Chapter 7

The investigation into Baybars’ identity continued but was slowly becoming less important because the police and government had nothing to follow.  He had no discernable identity, no fingerprints, no memory, and no voice.  Aside from the oddity about the fingerprints, to the government Baybars’ was just turning into another John Doe.

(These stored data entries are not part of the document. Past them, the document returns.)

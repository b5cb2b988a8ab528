use std::io::IsTerminal;

use serde::Serialize;
use serde_json::Value;

use crate::cli::OutputFormat;

pub mod table;

/// Render a serializable response to a string in the requested format.
pub fn render<T: Serialize>(value: &T, format: OutputFormat) -> anyhow::Result<String> {
    match format {
        OutputFormat::Json => Ok(serde_json::to_string_pretty(value)?),
        OutputFormat::Table => render_table(value, table_options()),
        OutputFormat::Raw => Ok(serde_json::to_string(value)?),
    }
}

/// Print a serializable response in the requested format.
pub fn output<T: Serialize>(value: &T, format: OutputFormat) -> anyhow::Result<()> {
    let rendered = render(value, format)?;
    println!("{rendered}");
    Ok(())
}

fn table_options() -> table::TableOptions {
    let term_width = std::env::var("COLUMNS")
        .ok()
        .and_then(|value| value.parse::<usize>().ok())
        .filter(|width| *width >= 40);

    table::TableOptions {
        max_width: term_width,
        color: std::io::stdout().is_terminal() && std::env::var_os("NO_COLOR").is_none(),
    }
}

fn render_table<T: Serialize>(value: &T, options: table::TableOptions) -> anyhow::Result<String> {
    let value = serde_json::to_value(value)?;
    match value {
        Value::Array(items) => Ok(render_array_table(&items, options)),
        Value::Object(map) => {
            let headers = ["key", "value"];
            let mut entries = map.into_iter().collect::<Vec<_>>();
            entries.sort_by(|a, b| a.0.cmp(&b.0));
            let rows = entries
                .into_iter()
                .map(|(key, value)| vec![key, value_to_cell(&value)])
                .collect::<Vec<_>>();
            Ok(table::render_entity_table(&headers, &rows, options))
        }
        scalar => {
            let headers = ["value"];
            let rows = vec![vec![value_to_cell(&scalar)]];
            Ok(table::render_entity_table(&headers, &rows, options))
        }
    }
}

/// Columns are the sorted union of record keys; absent keys render as `-`.
fn render_array_table(items: &[Value], options: table::TableOptions) -> String {
    if items.is_empty() {
        return String::from("(no rows)");
    }

    let mut headers = Vec::<String>::new();
    for map in items.iter().filter_map(Value::as_object) {
        for key in map.keys() {
            if !headers.contains(key) {
                headers.push(key.clone());
            }
        }
    }

    if headers.is_empty() {
        let rows = items
            .iter()
            .map(|item| vec![value_to_cell(item)])
            .collect::<Vec<_>>();
        return table::render_entity_table(&["value"], &rows, options);
    }

    headers.sort();

    let header_refs = headers.iter().map(String::as_str).collect::<Vec<_>>();
    let rows = items
        .iter()
        .filter_map(Value::as_object)
        .map(|map| {
            headers
                .iter()
                .map(|header| {
                    map.get(header)
                        .map_or_else(|| String::from("-"), value_to_cell)
                })
                .collect::<Vec<_>>()
        })
        .collect::<Vec<_>>();

    table::render_entity_table(&header_refs, &rows, options)
}

fn value_to_cell(value: &Value) -> String {
    match value {
        Value::Null => String::from("null"),
        Value::Bool(v) => v.to_string(),
        Value::Number(v) => v.to_string(),
        Value::String(v) => v.clone(),
        other => serde_json::to_string(other).unwrap_or_else(|_| String::from("<invalid-json>")),
    }
}

#[cfg(test)]
mod tests {
    use serde::Serialize;

    use super::table::TableOptions;
    use super::{render, render_table};
    use crate::cli::OutputFormat;

    const PLAIN: TableOptions = TableOptions {
        max_width: None,
        color: false,
    };

    #[derive(Serialize)]
    struct Leg {
        id: i64,
        mode: &'static str,
        distance_km: Option<f64>,
    }

    #[test]
    fn json_render_is_valid_json() {
        let value = Leg {
            id: 1,
            mode: "truck",
            distance_km: Some(100.0),
        };
        let out = render(&value, OutputFormat::Json).expect("json render should work");
        let parsed: serde_json::Value = serde_json::from_str(&out).expect("json should parse");
        assert_eq!(parsed["mode"], "truck");
        assert_eq!(parsed["distance_km"], 100.0);
    }

    #[test]
    fn raw_render_is_single_line_json() {
        let value = Leg {
            id: 1,
            mode: "rail",
            distance_km: None,
        };
        let out = render(&value, OutputFormat::Raw).expect("raw render should work");
        assert!(!out.contains('\n'));
        assert!(out.contains("\"distance_km\":null"));
    }

    #[test]
    fn table_render_for_object_is_key_value() {
        let value = Leg {
            id: 1,
            mode: "ship",
            distance_km: None,
        };
        let out = render_table(&value, PLAIN).expect("table render should work");
        assert!(out.lines().next().is_some_and(|line| line.contains("key")));
        assert!(out.contains("distance_km"));
        assert!(out.contains("null"));
    }

    #[test]
    fn table_render_for_records_has_sorted_columns() {
        let legs = vec![
            Leg {
                id: 1,
                mode: "truck",
                distance_km: Some(100.0),
            },
            Leg {
                id: 2,
                mode: "rail",
                distance_km: None,
            },
        ];
        let out = render_table(&legs, PLAIN).expect("table render should work");
        let header = out.lines().next().expect("header line");
        let id_at = header.find("id").expect("id column");
        let mode_at = header.find("mode").expect("mode column");
        assert!(id_at < mode_at);
        assert_eq!(out.lines().count(), 4);
    }

    #[test]
    fn empty_list_renders_placeholder() {
        let out = render_table(&Vec::<Leg>::new(), PLAIN).expect("table render should work");
        assert_eq!(out, "(no rows)");
    }
}
use chrono::{DateTime, Utc};
use schemars::JsonSchema;
use serde::{Deserialize, Serialize};

/// The single aggregated footprint of an assessment.
#[derive(Debug, Clone, Serialize, Deserialize, JsonSchema, PartialEq)]
pub struct ImpactSummary {
    pub id: i64,
    pub assessment_id: i64,
    pub co2_emissions_tons: f64,
    pub total_energy_kwh: f64,
    pub total_water_m3: f64,
    pub total_waste_tons: f64,
    pub calculated_at: DateTime<Utc>,
}
//! Transport record repository.

use chrono::Utc;

use lca_core::entities::TransportRecord;

use crate::error::DatabaseError;
use crate::helpers::{get_opt_f64, opt_f64_value, parse_datetime};
use crate::service::LcaService;

const SELECT_COLS: &str =
    "id, assessment_id, distance_km, mode, load_capacity_tons, created_at, updated_at";

fn row_to_transport(row: &libsql::Row) -> Result<TransportRecord, DatabaseError> {
    Ok(TransportRecord {
        id: row.get(0)?,
        assessment_id: row.get(1)?,
        distance_km: get_opt_f64(row, 2)?,
        mode: row.get(3)?,
        load_capacity_tons: get_opt_f64(row, 4)?,
        created_at: parse_datetime(&row.get::<String>(5)?)?,
        updated_at: parse_datetime(&row.get::<String>(6)?)?,
    })
}

impl LcaService {
    pub async fn create_transport(
        &self,
        assessment_id: i64,
        mode: &str,
        distance_km: Option<f64>,
        load_capacity_tons: Option<f64>,
    ) -> Result<TransportRecord, DatabaseError> {
        let now = Utc::now();

        self.db()
            .conn()
            .execute(
                "INSERT INTO transport_records
                 (assessment_id, distance_km, mode, load_capacity_tons, created_at, updated_at)
                 VALUES (?1, ?2, ?3, ?4, ?5, ?6)",
                libsql::params![
                    assessment_id,
                    opt_f64_value(distance_km),
                    mode,
                    opt_f64_value(load_capacity_tons),
                    now.to_rfc3339(),
                    now.to_rfc3339()
                ],
            )
            .await?;

        Ok(TransportRecord {
            id: self.db().conn().last_insert_rowid(),
            assessment_id,
            distance_km,
            mode: mode.to_string(),
            load_capacity_tons,
            created_at: now,
            updated_at: now,
        })
    }

    /// All transport legs of an assessment, oldest first.
    pub async fn list_transports_for_assessment(
        &self,
        assessment_id: i64,
    ) -> Result<Vec<TransportRecord>, DatabaseError> {
        let mut rows = self
            .db()
            .conn()
            .query(
                &format!(
                    "SELECT {SELECT_COLS} FROM transport_records WHERE assessment_id = ?1 ORDER BY id"
                ),
                [assessment_id],
            )
            .await?;

        let mut legs = Vec::new();
        while let Some(row) = rows.next().await? {
            legs.push(row_to_transport(&row)?);
        }
        Ok(legs)
    }
}
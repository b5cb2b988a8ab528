use chrono::{DateTime, Utc};
use schemars::JsonSchema;
use serde::{Deserialize, Serialize};

use crate::enums::ExtractionMethod;

/// Raw material input of an assessment.
#[derive(Debug, Clone, Serialize, Deserialize, JsonSchema, PartialEq)]
pub struct MaterialRecord {
    pub id: i64,
    pub assessment_id: i64,
    /// Ore grade in percent metal content.
    pub ore_grade_pct: Option<f64>,
    /// `open_pit`, `underground` or `recycled`. Other text is treated as unknown.
    pub extraction_method: Option<String>,
    pub quantity_tons: Option<f64>,
    pub created_at: DateTime<Utc>,
    pub updated_at: DateTime<Utc>,
}

impl MaterialRecord {
    #[must_use]
    pub fn extraction(&self) -> Option<ExtractionMethod> {
        self.extraction_method.as_deref().and_then(ExtractionMethod::parse)
    }
}
//! Service layer exposing the per-entity repositories.
//!
//! `LcaService` wraps `LcaDb` (raw database access). All repo methods are
//! implemented as `impl LcaService` blocks under `repos/`.

use crate::LcaDb;
use crate::error::DatabaseError;

/// Entry point for every read and write against the assessment store.
pub struct LcaService {
    db: LcaDb,
}

impl LcaService {
    /// Create a new service wrapping a local database.
    ///
    /// # Arguments
    ///
    /// * `db_path`: path to the libSQL database file, or `":memory:"` for tests.
    ///
    /// # Errors
    ///
    /// Returns `DatabaseError` if the database cannot be opened.
    pub async fn new_local(db_path: &str) -> Result<Self, DatabaseError> {
        let db = LcaDb::open_local(db_path).await?;
        tracing::debug!(db_path, "opened assessment store");
        Ok(Self { db })
    }

    /// Create from an existing `LcaDb` (for testing).
    #[must_use]
    pub const fn from_db(db: LcaDb) -> Self {
        Self { db }
    }

    /// Access the underlying database handle.
    #[must_use]
    pub const fn db(&self) -> &LcaDb {
        &self.db
    }
}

As in the past four nights Dr. Brokman began once gain questioning Baybars for about an hour trying to find a way to joggle Baybars’ memory. 

“Son, “he said as they sat in the study, Dr. Ronald Brokman the picture of any wealthy again doctor, “let’s start again.”

Baybars sat back and sighed knowing that he would once again disappoint.  Baybars was a little thrown off that Aisha was here as it was the first time that she was present.  It had become their routine for the doctor to ask questions and Baybars to sit there in negative silence. 

“What is your name?…Where do you live? A house? An apartment?…Who is your father?  How old are you?”

Instead of continuing to ask the questions that he had queried before which had always proved fruitless, he turned to Aisha and said, “Go ahead.”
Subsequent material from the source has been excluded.